If it is to be a genuine revolutionary war, and not just idle prattle or showing militancy in street battles against the police, what is to be the main form that war is going to take? Armed insurrection in the cities? Pockets of guerrilla/partisan warfare in populated areas that will either grow into or support wider theaters of regular mobile warfare, or grow into (or support) armed insurrections? What types of military formations will be built and deployed, and from which main social class?

The Bolsheviks in Lenin’s time, the CCP in Mao’s time, and the Communist Party of the Philippines in the current period, went into extensive and detailed description of their strategic, operational, and tactical principles in order to flesh out their theory and vision of armed revolution. Since Kinera disdains “hiding our intent from the masses,” then this is his chance to explain his own version of “Maoist military strategy and tactics” in detail. My guess is that it will be a revised edition of Gonzalo’s Peru ca. 1988, transplanted to current-day Europe. But Kinera should further expound.

On the military theory of the international proletariat

Despite Kinera’s misplaced flattery, Mao was not the original proponent or first theorist of people’s war as “the military theory of the international proletariat.” For Kinera (or his idol Gonzalo) to make this claim is a disservice to other great communist leaders who made equally valuable contributions to the proletariat’s military theory and practice, as expressed in the strategic, operational, and tactical principles that they adopted for their respective revolutions and are now available for study and creative application by all revolutionaries of the world.

Marx and especially Engels closely studied military theory based on existing armies and military doctrines of their time, actual wars and battles not just among European states but in the mass uprisings of the 1848 revolution, the 1871 Paris Commune, and anti-colonial insurrections in Asia. Lenin led the Bolsheviks in turning the principles he expounded (e.g. in State and Revolution) into the practical tasks of organizing the Bolsheviks’ armed uprising, of building the Red Army from partisan units and reorganized tsarist troops, and of organizing Soviet power in the many localities wrested from the White armies.
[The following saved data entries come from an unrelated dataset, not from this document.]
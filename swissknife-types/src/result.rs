//! Fetch outcomes: the value-plus-attributes record a source produces.

use std::collections::BTreeMap;
use std::fmt;

use serde::{Deserialize, Serialize};

/// Well-known source ids.
pub mod ids {
    pub const CURRENCY_USD: &str = "currency-usd";
    pub const CURRENCY_UF: &str = "currency-uf";
    pub const TRANSIT_STATUS: &str = "transit-status";
    pub const SEISMIC: &str = "seismic";
    /// Prefix for bus-stop sources; the full id is `transit-stop:{stop_id}`.
    pub const TRANSIT_STOP_PREFIX: &str = "transit-stop:";
}

/// Stable identity of one pollable upstream.
#[derive(Debug, Clone, PartialEq, Eq, PartialOrd, Ord, Hash, Serialize, Deserialize)]
#[serde(transparent)]
pub struct SourceId(String);

impl SourceId {
    pub fn new(id: impl Into<String>) -> Self {
        Self(id.into())
    }

    pub fn currency_usd() -> Self {
        Self::new(ids::CURRENCY_USD)
    }

    pub fn currency_uf() -> Self {
        Self::new(ids::CURRENCY_UF)
    }

    pub fn transit_status() -> Self {
        Self::new(ids::TRANSIT_STATUS)
    }

    pub fn seismic() -> Self {
        Self::new(ids::SEISMIC)
    }

    /// Id of the bus-stop source for `stop_id`.
    pub fn transit_stop(stop_id: &str) -> Self {
        Self(format!("{}{}", ids::TRANSIT_STOP_PREFIX, stop_id))
    }

    /// The stop code if this is a bus-stop source.
    pub fn stop_id(&self) -> Option<&str> {
        self.0.strip_prefix(ids::TRANSIT_STOP_PREFIX)
    }

    pub fn as_str(&self) -> &str {
        &self.0
    }
}

impl fmt::Display for SourceId {
    fn fmt(&self, f: &mut fmt::Formatter<'_>) -> fmt::Result {
        f.write_str(&self.0)
    }
}

impl From<&str> for SourceId {
    fn from(s: &str) -> Self {
        Self::new(s)
    }
}

/// Auxiliary structured context attached to a reading.
pub type Attributes = BTreeMap<String, serde_json::Value>;

/// The primary scalar of a data point.
///
/// `NoData` is the explicit "no data" sentinel: the upstream answered but
/// carried no usable value. It is distinct from a failed fetch and never
/// compares equal to a number.
#[derive(Debug, Clone, PartialEq, Serialize, Deserialize)]
#[serde(untagged)]
pub enum Value {
    Number(f64),
    Text(String),
    NoData,
}

impl Value {
    pub fn as_f64(&self) -> Option<f64> {
        match self {
            Value::Number(n) => Some(*n),
            _ => None,
        }
    }

    pub fn as_str(&self) -> Option<&str> {
        match self {
            Value::Text(s) => Some(s),
            _ => None,
        }
    }

    pub fn is_no_data(&self) -> bool {
        matches!(self, Value::NoData)
    }
}

impl fmt::Display for Value {
    fn fmt(&self, f: &mut fmt::Formatter<'_>) -> fmt::Result {
        match self {
            // Counts come through as whole floats; print them without ".0"
            Value::Number(n) if n.fract() == 0.0 && n.abs() < 1e15 => write!(f, "{}", *n as i64),
            Value::Number(n) => write!(f, "{}", n),
            Value::Text(s) => f.write_str(s),
            Value::NoData => f.write_str("no data"),
        }
    }
}

impl From<f64> for Value {
    fn from(n: f64) -> Self {
        Value::Number(n)
    }
}

impl From<usize> for Value {
    fn from(n: usize) -> Self {
        Value::Number(n as f64)
    }
}

impl From<&str> for Value {
    fn from(s: &str) -> Self {
        Value::Text(s.to_string())
    }
}

/// A successful reading: the primary value plus its attributes.
#[derive(Debug, Clone, PartialEq, Default, Serialize, Deserialize)]
pub struct Reading {
    pub value: Value,
    #[serde(default, skip_serializing_if = "BTreeMap::is_empty")]
    pub attributes: Attributes,
}

impl Default for Value {
    fn default() -> Self {
        Value::NoData
    }
}

impl Reading {
    pub fn new(value: impl Into<Value>) -> Self {
        Self {
            value: value.into(),
            attributes: Attributes::new(),
        }
    }

    /// Add an attribute, builder style.
    pub fn with_attribute(mut self, key: impl Into<String>, value: impl Into<serde_json::Value>) -> Self {
        self.attributes.insert(key.into(), value.into());
        self
    }
}

/// Classification of a failed fetch.
#[derive(Debug, Clone, Copy, PartialEq, Eq, Hash, Serialize, Deserialize)]
#[serde(rename_all = "snake_case")]
pub enum ErrorKind {
    /// Connection, DNS or timeout.
    Network,
    /// Non-2xx response.
    HttpStatus,
    /// Unexpected payload shape.
    Parse,
    /// Well-formed response without usable data.
    EmptyResult,
}

impl fmt::Display for ErrorKind {
    fn fmt(&self, f: &mut fmt::Formatter<'_>) -> fmt::Result {
        let s = match self {
            ErrorKind::Network => "network",
            ErrorKind::HttpStatus => "http status",
            ErrorKind::Parse => "parse",
            ErrorKind::EmptyResult => "empty result",
        };
        f.write_str(s)
    }
}

/// Why a fetch failed.
#[derive(Debug, Clone, PartialEq, Eq, Serialize, Deserialize)]
pub struct FetchFailure {
    pub kind: ErrorKind,
    pub detail: String,
}

impl FetchFailure {
    pub fn new(kind: ErrorKind, detail: impl Into<String>) -> Self {
        Self {
            kind,
            detail: detail.into(),
        }
    }
}

impl fmt::Display for FetchFailure {
    fn fmt(&self, f: &mut fmt::Formatter<'_>) -> fmt::Result {
        write!(f, "{} error: {}", self.kind, self.detail)
    }
}

/// Outcome of one fetch attempt. Never both a reading and a failure.
#[derive(Debug, Clone, PartialEq, Serialize, Deserialize)]
#[serde(tag = "outcome", rename_all = "snake_case")]
pub enum FetchResult {
    Success(Reading),
    Failure(FetchFailure),
}

impl FetchResult {
    pub fn failure(kind: ErrorKind, detail: impl Into<String>) -> Self {
        FetchResult::Failure(FetchFailure::new(kind, detail))
    }

    pub fn is_success(&self) -> bool {
        matches!(self, FetchResult::Success(_))
    }

    pub fn reading(&self) -> Option<&Reading> {
        match self {
            FetchResult::Success(r) => Some(r),
            FetchResult::Failure(_) => None,
        }
    }

    pub fn failure_ref(&self) -> Option<&FetchFailure> {
        match self {
            FetchResult::Success(_) => None,
            FetchResult::Failure(f) => Some(f),
        }
    }
}

impl From<Reading> for FetchResult {
    fn from(r: Reading) -> Self {
        FetchResult::Success(r)
    }
}

impl From<FetchFailure> for FetchResult {
    fn from(f: FetchFailure) -> Self {
        FetchResult::Failure(f)
    }
}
Stalin shared his rich experience acquired as a field commander in the Civil War, and encouraged other Soviet commanders to draw from their experience of partisan warfare (e.g. a growing understanding of deep operations with a peasant rear in a long war) and systematize these in the fledgling institutes of military science and training.

Bolshevik Red Guards in October 1917

Mao of course made immense contributions to proletarian military theory based on his vast leadership experience in the long years of Chinese revolution, as did Ho Chi Minh, Le Duan and Vo Nguyen Giap in the case of the Vietnamese revolution, and Sison in the case of the Philippine revolution. All of them successfully applied proletarian military theory to practical questions of people’s war in their respective countries, and in the process enriched such theory.
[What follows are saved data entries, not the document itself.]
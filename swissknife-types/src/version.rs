//! Schema versioning for exported snapshots.

use crate::SCHEMA_VERSION;

/// Schema version embedded in every snapshot.
///
/// A dashboard reading a snapshot file written by another process uses this
/// to refuse formats it does not understand.
#[derive(Debug, Clone, Copy, PartialEq, Eq, Hash, serde::Serialize, serde::Deserialize)]
pub struct SchemaVersion {
    /// Major version - breaking changes increment this.
    pub major: u32,

    /// Minor version - backwards-compatible additions increment this.
    pub minor: u32,
}

impl SchemaVersion {
    pub const fn new(major: u32, minor: u32) -> Self {
        Self { major, minor }
    }

    /// The version written by this library.
    pub const fn current() -> Self {
        Self {
            major: SCHEMA_VERSION,
            minor: 0,
        }
    }

    /// Returns true if the major version matches (minor differences are OK).
    pub fn is_compatible(&self) -> bool {
        self.major == SCHEMA_VERSION
    }
}

impl Default for SchemaVersion {
    fn default() -> Self {
        Self::current()
    }
}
However, these communist leaders did not set out to “synthesize” a “universally applicable theory” on how to wage armed revolution, or forge some “military theory of the international proletariat,” as Kinera claims Gonzalo had done. In fact, these great leaders repeatedly emphasized “concrete analysis of concrete conditions” and carefully applied theory to grapple with the specific characteristics of their own countries and solve concrete problems of their own revolutions.

In one line of argumentation, Kinera even cites Thomas Marks, a US counter-insurgency expert, to show that a bourgeois-reactionary expert agrees with his distortions about the content and value of Maoist military strategy. Both Kinera and Marks bloat up notions of “asymmetric warfare” into some sort of “universal Maoist principle”. In the process, they set aside the historically specific class basis of Mao’s PPW strategy (a rural peasant war led by the proletariat) and its concrete social setting (semi-feudal country oppressed by imperialism). To strengthen his weak arguments about the universality of PPW, Kinera even goes as far as to arrogantly claim: “What bourgeois experts [like Marks] understand, many revolutionaries fail to grasp.”
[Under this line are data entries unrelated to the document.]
//! # chile-swissknife
//!
//! A terminal dashboard for Chilean public data feeds: USD and UF exchange
//! rates, Metro de Santiago network status, bus arrivals per stop and the
//! latest earthquake.
//!
//! Polling is done by a [`swissknife_sdk::Coordinator`]; this crate hosts
//! it, loads settings and renders its snapshots.
//!
//! ## Architecture
//!
//! ```text
//! ┌─────────────────────────────────────────────────────────────┐
//! │                        Application                          │
//! │  ┌─────────┐    ┌──────────┐    ┌─────────┐    ┌─────────┐  │
//! │  │  app    │───▶│   data   │───▶│   ui    │───▶│ Terminal│  │
//! │  │ (state) │    │ (rows)   │    │(render) │    │         │  │
//! │  └────┬────┘    └──────────┘    └─────────┘    └─────────┘  │
//! │       │                                                     │
//! │       ▼                                                     │
//! │  ┌─────────┐                                                │
//! │  │ source  │◀── CoordinatorSource | FileSource              │
//! │  └─────────┘                                                │
//! └─────────────────────────────────────────────────────────────┘
//! ```
//!
//! - **[`app`]**: Application state, selection, filtering and sorting
//! - **[`source`]**: The [`DataSource`] trait and its implementations
//! - **[`data`]**: Turns snapshots into display rows ([`Dashboard`])
//! - **[`catalog`]**: Names, icons, units and stable ids per data point
//! - **[`config`]**: Layered [`Settings`]
//! - **[`ui`]**: Rendering with ratatui
//!
//! ## Usage
//!
//! ```bash
//! # Live dashboard with two bus stops, refreshing every 15 seconds
//! chile-swissknife --bus-stops PA433,PC1050 --interval 15
//!
//! # One refresh, snapshot JSON on stdout
//! chile-swissknife --once
//!
//! # Share one poller between terminals
//! chile-swissknife --snapshot-out /tmp/swissknife.json
//! chile-swissknife --file /tmp/swissknife.json
//! ```
//!
//! ### As a library
//!
//! ```
//! use chile_swissknife::{App, FileSource};
//!
//! let source = Box::new(FileSource::new("snapshot.json"));
//! let app = App::new(source);
//! ```

pub mod app;
pub mod catalog;
pub mod config;
pub mod data;
pub mod events;
pub mod logging;
pub mod source;
pub mod ui;

pub use app::App;
pub use catalog::{presentation, Presentation};
pub use config::Settings;
pub use data::{Dashboard, PointRow, PointStatus};
pub use source::{CoordinatorSource, DataSource, FileSource};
In another line of argumention, Kinera belittles the proletarian strategy for armed revolution in capitalist countries, as forged by the Bolsheviks: “The plan to dogmatically repeat what they conceive as the October path of Lenin, more than 100 years later and against an enemy that has studied insurrection and how to beat it for just as long, as some kind of surprise attack, is extremely naive.” In short, Kinera believes that the all-wise enemy “has studied [Bolshevik-style] insurrection and how to beat it,” but in the same breath agrees with counter-insurgency expert Marks that “guerrilla warfare is universally applicable.”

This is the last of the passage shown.